## Your task
Search the entries for lines that contain the word "extended", and report each one found.

## Recorded information
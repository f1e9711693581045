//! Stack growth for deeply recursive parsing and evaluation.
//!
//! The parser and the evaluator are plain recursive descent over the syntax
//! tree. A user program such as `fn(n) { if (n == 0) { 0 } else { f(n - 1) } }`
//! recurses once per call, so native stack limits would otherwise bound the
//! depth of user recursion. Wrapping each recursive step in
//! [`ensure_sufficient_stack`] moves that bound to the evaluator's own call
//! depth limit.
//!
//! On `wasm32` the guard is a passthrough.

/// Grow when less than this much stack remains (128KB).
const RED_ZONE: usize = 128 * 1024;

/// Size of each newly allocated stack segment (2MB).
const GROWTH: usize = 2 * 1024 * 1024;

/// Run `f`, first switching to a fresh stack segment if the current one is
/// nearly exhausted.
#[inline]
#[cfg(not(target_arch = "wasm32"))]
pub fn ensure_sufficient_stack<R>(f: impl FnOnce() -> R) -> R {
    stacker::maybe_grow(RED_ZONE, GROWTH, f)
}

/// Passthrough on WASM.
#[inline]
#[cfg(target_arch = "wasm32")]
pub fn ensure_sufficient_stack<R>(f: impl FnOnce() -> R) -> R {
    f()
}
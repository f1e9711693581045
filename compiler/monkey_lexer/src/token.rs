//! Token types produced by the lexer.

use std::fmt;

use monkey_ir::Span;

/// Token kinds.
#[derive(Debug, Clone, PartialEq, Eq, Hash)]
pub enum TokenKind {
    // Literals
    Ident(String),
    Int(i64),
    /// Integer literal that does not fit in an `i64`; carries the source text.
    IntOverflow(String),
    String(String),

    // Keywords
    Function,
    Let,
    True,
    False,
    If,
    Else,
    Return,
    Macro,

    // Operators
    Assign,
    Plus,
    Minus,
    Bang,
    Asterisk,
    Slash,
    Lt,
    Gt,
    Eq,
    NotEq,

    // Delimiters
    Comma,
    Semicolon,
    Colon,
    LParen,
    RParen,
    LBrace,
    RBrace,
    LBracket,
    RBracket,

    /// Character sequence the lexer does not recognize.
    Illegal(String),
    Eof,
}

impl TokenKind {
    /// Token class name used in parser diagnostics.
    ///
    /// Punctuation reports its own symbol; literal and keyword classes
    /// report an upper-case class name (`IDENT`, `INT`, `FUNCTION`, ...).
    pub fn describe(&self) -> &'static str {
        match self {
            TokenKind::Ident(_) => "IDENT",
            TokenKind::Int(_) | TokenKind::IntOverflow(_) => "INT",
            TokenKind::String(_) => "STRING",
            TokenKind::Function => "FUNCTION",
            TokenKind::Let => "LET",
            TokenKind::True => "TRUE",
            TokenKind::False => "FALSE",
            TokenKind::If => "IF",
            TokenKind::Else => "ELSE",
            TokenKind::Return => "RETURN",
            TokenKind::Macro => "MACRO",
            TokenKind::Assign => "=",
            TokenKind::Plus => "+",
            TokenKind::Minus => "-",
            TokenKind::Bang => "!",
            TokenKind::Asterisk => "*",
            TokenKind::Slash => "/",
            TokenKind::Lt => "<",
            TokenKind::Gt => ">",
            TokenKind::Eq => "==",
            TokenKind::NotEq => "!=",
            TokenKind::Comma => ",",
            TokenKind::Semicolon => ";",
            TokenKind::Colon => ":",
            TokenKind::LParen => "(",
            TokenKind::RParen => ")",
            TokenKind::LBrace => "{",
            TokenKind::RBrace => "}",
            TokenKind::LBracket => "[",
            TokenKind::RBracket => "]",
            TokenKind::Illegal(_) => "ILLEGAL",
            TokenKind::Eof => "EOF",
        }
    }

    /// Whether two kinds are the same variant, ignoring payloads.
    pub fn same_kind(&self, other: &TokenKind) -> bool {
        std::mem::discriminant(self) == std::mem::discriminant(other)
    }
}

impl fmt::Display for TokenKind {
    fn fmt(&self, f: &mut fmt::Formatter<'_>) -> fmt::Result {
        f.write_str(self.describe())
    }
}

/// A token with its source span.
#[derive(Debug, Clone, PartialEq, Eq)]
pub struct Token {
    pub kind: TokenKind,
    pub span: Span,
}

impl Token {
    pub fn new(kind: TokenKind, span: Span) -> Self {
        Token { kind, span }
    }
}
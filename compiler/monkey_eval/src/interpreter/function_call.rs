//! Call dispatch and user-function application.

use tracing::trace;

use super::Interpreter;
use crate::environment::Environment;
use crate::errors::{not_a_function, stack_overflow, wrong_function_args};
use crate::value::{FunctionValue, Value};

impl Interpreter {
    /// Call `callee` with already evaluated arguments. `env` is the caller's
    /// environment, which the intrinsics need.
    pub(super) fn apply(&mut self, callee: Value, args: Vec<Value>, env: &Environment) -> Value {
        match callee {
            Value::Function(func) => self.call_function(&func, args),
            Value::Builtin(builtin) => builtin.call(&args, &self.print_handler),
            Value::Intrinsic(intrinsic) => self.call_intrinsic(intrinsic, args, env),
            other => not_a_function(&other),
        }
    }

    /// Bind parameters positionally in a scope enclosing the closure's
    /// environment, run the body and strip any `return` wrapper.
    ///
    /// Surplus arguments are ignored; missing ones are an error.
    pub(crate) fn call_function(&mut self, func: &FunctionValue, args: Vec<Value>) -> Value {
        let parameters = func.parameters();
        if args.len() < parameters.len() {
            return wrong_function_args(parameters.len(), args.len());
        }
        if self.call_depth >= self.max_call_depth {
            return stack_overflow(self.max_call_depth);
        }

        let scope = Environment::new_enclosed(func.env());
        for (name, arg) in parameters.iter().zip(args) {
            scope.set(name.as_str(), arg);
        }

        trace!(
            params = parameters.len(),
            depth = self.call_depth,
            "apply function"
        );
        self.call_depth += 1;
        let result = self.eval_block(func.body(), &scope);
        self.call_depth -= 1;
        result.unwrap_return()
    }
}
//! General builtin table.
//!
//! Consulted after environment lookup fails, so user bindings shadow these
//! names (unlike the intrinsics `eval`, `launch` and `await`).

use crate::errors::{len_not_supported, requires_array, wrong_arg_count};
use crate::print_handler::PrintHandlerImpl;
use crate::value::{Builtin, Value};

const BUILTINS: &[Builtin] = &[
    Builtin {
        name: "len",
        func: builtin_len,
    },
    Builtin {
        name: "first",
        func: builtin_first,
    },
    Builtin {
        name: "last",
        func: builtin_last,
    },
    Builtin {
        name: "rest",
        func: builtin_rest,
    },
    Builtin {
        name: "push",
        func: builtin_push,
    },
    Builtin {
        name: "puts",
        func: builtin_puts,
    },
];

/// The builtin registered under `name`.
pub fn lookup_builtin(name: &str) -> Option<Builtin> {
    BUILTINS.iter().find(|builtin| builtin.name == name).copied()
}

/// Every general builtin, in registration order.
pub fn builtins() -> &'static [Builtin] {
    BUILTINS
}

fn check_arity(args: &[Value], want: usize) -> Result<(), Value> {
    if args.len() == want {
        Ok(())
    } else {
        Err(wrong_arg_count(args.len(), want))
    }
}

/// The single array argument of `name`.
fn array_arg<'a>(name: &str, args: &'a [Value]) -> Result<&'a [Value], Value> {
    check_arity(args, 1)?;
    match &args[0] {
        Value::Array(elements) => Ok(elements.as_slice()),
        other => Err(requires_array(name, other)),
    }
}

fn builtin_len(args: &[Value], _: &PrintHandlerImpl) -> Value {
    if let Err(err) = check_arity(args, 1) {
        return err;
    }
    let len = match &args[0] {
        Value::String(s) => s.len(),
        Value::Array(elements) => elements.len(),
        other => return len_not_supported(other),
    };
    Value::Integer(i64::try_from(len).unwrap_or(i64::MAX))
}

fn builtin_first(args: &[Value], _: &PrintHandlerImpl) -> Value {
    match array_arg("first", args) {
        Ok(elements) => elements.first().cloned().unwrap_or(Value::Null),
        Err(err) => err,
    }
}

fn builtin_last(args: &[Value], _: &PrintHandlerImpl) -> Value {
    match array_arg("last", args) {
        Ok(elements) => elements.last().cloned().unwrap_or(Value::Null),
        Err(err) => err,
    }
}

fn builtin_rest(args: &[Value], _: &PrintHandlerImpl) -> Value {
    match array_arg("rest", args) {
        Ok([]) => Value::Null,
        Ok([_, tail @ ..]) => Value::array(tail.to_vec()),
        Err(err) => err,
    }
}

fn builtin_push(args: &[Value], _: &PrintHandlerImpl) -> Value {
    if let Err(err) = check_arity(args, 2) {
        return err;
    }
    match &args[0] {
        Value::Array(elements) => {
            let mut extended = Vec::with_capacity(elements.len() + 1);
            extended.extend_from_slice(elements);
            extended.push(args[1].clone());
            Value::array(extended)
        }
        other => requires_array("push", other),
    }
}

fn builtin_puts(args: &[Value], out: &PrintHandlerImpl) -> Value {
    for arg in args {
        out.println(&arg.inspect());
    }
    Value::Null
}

## Task result
            let mut extended = Vec::with_capacity(elements.len() + 1);
            extended.extend_from_slice(elements);
            extended.push(args[1].clone());
            Value::array(extended)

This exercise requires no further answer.